# YOUR GOAL:
Lines that include the string "boolean" are the ones to copy from the entries below.

# EXERCISE DATA:
++++
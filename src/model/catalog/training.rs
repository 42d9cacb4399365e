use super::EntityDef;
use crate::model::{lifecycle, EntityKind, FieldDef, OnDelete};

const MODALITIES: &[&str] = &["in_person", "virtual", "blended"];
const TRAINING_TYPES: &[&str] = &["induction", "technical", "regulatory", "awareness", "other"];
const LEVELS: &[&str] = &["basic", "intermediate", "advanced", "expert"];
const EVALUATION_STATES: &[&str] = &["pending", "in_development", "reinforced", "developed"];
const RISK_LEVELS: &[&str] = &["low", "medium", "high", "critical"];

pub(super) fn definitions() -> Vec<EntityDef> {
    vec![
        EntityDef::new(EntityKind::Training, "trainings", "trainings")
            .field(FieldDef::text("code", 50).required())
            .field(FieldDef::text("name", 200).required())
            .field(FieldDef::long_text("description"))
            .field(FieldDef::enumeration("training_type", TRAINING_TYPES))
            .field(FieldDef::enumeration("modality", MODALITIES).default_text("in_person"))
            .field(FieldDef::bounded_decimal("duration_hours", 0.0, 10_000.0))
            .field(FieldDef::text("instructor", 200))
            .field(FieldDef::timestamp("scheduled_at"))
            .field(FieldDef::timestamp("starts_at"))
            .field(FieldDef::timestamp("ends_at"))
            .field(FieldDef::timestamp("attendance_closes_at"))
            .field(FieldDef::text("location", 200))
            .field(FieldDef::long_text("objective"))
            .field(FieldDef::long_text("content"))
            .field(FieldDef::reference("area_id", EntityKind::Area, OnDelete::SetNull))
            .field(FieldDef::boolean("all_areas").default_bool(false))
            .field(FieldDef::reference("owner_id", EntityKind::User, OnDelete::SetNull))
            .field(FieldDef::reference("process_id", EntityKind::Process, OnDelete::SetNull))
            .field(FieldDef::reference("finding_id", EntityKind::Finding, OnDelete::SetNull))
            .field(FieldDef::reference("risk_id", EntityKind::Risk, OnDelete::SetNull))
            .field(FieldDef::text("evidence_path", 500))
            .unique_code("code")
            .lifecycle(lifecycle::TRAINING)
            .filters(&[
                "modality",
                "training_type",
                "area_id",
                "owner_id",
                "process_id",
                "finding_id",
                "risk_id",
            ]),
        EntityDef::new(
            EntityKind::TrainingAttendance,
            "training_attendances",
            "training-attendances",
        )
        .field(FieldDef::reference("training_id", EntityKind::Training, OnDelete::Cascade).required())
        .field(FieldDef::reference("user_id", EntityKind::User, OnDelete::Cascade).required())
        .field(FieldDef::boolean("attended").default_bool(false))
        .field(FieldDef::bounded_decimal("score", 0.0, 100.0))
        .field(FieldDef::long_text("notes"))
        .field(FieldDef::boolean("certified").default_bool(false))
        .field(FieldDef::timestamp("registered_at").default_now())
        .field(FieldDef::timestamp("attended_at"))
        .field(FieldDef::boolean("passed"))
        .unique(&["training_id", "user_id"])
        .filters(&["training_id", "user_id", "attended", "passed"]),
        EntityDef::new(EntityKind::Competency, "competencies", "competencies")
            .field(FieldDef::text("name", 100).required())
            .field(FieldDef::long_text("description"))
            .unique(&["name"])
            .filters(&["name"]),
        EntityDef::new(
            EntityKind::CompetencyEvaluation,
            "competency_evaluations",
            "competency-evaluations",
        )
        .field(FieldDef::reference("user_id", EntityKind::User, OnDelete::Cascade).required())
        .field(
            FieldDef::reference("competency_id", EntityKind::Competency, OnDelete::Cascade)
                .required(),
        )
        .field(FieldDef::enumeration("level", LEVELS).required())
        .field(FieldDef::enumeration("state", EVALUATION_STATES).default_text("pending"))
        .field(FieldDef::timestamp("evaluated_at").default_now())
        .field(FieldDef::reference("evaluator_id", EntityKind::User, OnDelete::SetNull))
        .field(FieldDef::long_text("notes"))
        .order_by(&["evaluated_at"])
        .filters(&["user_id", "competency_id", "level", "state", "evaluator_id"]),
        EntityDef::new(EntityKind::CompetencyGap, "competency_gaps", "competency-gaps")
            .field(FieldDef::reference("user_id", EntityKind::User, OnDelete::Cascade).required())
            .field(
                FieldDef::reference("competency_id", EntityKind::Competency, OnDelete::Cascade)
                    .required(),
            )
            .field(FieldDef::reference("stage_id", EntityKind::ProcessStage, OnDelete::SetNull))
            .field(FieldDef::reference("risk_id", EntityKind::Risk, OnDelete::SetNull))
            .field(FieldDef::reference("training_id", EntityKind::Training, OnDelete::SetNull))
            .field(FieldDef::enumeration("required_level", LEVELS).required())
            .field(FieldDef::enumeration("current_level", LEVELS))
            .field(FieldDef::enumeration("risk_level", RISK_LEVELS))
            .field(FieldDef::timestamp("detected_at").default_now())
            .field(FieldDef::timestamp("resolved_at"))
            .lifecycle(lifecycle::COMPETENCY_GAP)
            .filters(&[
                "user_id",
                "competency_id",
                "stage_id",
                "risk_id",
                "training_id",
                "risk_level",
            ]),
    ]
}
++++
# EXERCISE OUTPUT:
            .field(FieldDef::boolean("all_areas").default_bool(false))
        .field(FieldDef::boolean("attended").default_bool(false))
        .field(FieldDef::boolean("certified").default_bool(false))
        .field(FieldDef::boolean("passed"))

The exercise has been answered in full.